§ AIM OF THE EXERCISE:
Every line with the word "Sized" in it should be extracted from the data that follows.

§ DATA FOR THIS EXERCISE:
■ ■ ■ ■ ■

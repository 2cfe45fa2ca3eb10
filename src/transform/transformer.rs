use std::sync::Arc;

use tracing::debug;

use crate::pattern::{
    NameMap, NoPolicies, ParameterPart, ParameterPolicy, Part, PathSegment, PolicyResolver,
    RequiredValue, RequiredValues, RoutePattern,
};

/// Derives patterns with required route values baked in.
///
/// The resolver turns textual constraints into policies; constraints are
/// consulted with the proposed required values as context. A textual
/// constraint the resolver does not know makes the substitution fail.
#[derive(Debug, Clone, Default)]
pub struct RequiredValueTransformer<R = NoPolicies> {
    resolver: R,
}

impl<R: PolicyResolver> RequiredValueTransformer<R> {
    #[must_use]
    pub fn new(resolver: R) -> Self {
        Self { resolver }
    }

    /// Produce a pattern committed to `required`, or `None` when no request
    /// could ever match the result.
    ///
    /// Each key must be one of:
    ///
    /// - null-ish, for a name that is not a parameter and has no concrete default
    /// - `Any`, unless the name is a non-parameter with a concrete default
    /// - a parameter name whose constraints accept the value
    /// - a non-parameter name whose default equals the value, constraints permitting
    ///
    /// Defaults of parameters given a different concrete value are removed.
    /// Required values already on `pattern` are kept unless overridden.
    #[must_use]
    pub fn substitute(
        &self,
        pattern: &RoutePattern,
        required: &RequiredValues,
    ) -> Option<RoutePattern> {
        for (key, value) in required.iter() {
            if let Err(reason) = self.admit(pattern, key, value, required) {
                debug!(
                    pattern = ?pattern.raw_text(),
                    key = %key,
                    value = %value,
                    reason,
                    "required values rejected"
                );
                return None;
            }
        }

        let mut defaults: Option<NameMap<String>> = None;
        let mut segments: Option<Vec<PathSegment>> = None;
        for (key, value) in required.iter() {
            if value.is_any() || pattern.parameter(key).is_none() {
                continue;
            }
            let Some(existing) = pattern.defaults().get(key) else {
                continue;
            };
            if value.equals_value(Some(existing.as_str())) {
                continue;
            }
            defaults
                .get_or_insert_with(|| pattern.defaults().clone())
                .remove(key);
            if let Some(location) = pattern.parameter_location(key) {
                let segments =
                    segments.get_or_insert_with(|| pattern.shared_segments().to_vec());
                clear_default(segments, location);
            }
        }

        let mut merged = required.clone();
        for (key, value) in pattern.required_values().iter() {
            merged.try_insert(key, value.clone());
        }

        Some(pattern.with_substitution(defaults, segments.map(Arc::from), merged))
    }

    fn admit(
        &self,
        pattern: &RoutePattern,
        key: &str,
        value: &RequiredValue,
        required: &RequiredValues,
    ) -> Result<(), &'static str> {
        let parameter = pattern.parameter(key);
        let default = pattern.defaults().get(key).map(String::as_str);

        if value.is_nullish() {
            if parameter.is_some() {
                return Err("a parameter cannot be required to be empty");
            }
            if default.is_some_and(|d| !value.equals_value(Some(d))) {
                return Err("conflicts with a non-parameter default");
            }
            return Ok(());
        }

        if value.is_any() {
            if parameter.is_none() && default.is_some_and(|d| !d.is_empty()) {
                return Err("a non-parameter default is stricter than any");
            }
            return Ok(());
        }

        if parameter.is_some() {
            return self.check_policies(pattern, parameter, key, required);
        }

        if default.is_some_and(|d| value.equals_value(Some(d))) {
            return self.check_policies(pattern, None, key, required);
        }

        Err("no parameter or matching default")
    }

    fn check_policies(
        &self,
        pattern: &RoutePattern,
        parameter: Option<&ParameterPart>,
        key: &str,
        required: &RequiredValues,
    ) -> Result<(), &'static str> {
        let Some(policies) = pattern.policies().get(key) else {
            return Ok(());
        };
        for reference in policies.iter() {
            let Some(policy) = reference.resolve(parameter, &self.resolver) else {
                return Err("constraint could not be resolved");
            };
            if !policy.matches(key, required) {
                return Err("constraint rejected the value");
            }
        }
        Ok(())
    }
}

/// Replace the parameter at `(segment, part)` with a copy without default.
fn clear_default(segments: &mut [PathSegment], (segment, part): (usize, usize)) {
    let Some(target) = segments.get_mut(segment) else {
        return;
    };
    let parts: Vec<Part> = target
        .parts()
        .iter()
        .enumerate()
        .map(|(i, p)| match p {
            Part::Parameter(parameter) if i == part => Part::Parameter(parameter.with_default(None)),
            other => other.clone(),
        })
        .collect();
    target.parts = parts.into();
}

/// Substitute `required` into `pattern` resolving constraints with `resolver`.
///
/// # Example
///
/// ```
/// use routepat::{parse, substitute_required_values, NoPolicies, RequiredValue, RequiredValues};
///
/// let pattern = parse("{controller=Home}/{action=Index}").unwrap();
/// let mut required = RequiredValues::new();
/// required.insert("area", RequiredValue::value(""));
///
/// let derived = substitute_required_values(&pattern, &required, &NoPolicies).unwrap();
/// assert!(derived.parameter("area").is_none());
/// assert!(!derived.defaults().contains_key("area"));
/// ```
#[must_use]
pub fn substitute_required_values<R: PolicyResolver + ?Sized>(
    pattern: &RoutePattern,
    required: &RequiredValues,
    resolver: &R,
) -> Option<RoutePattern> {
    RequiredValueTransformer::new(Resolver(resolver)).substitute(pattern, required)
}

struct Resolver<'a, R: ?Sized>(&'a R);

impl<R: PolicyResolver + ?Sized> PolicyResolver for Resolver<'_, R> {
    fn resolve(
        &self,
        parameter: Option<&ParameterPart>,
        text: &str,
    ) -> Option<Arc<dyn ParameterPolicy>> {
        self.0.resolve(parameter, text)
    }
}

■ ■ ■ ■ ■

§ RESULT OF THE EXERCISE:
pub fn substitute_required_values<R: PolicyResolver + ?Sized>(
struct Resolver<'a, R: ?Sized>(&'a R);
impl<R: PolicyResolver + ?Sized> PolicyResolver for Resolver<'_, R> {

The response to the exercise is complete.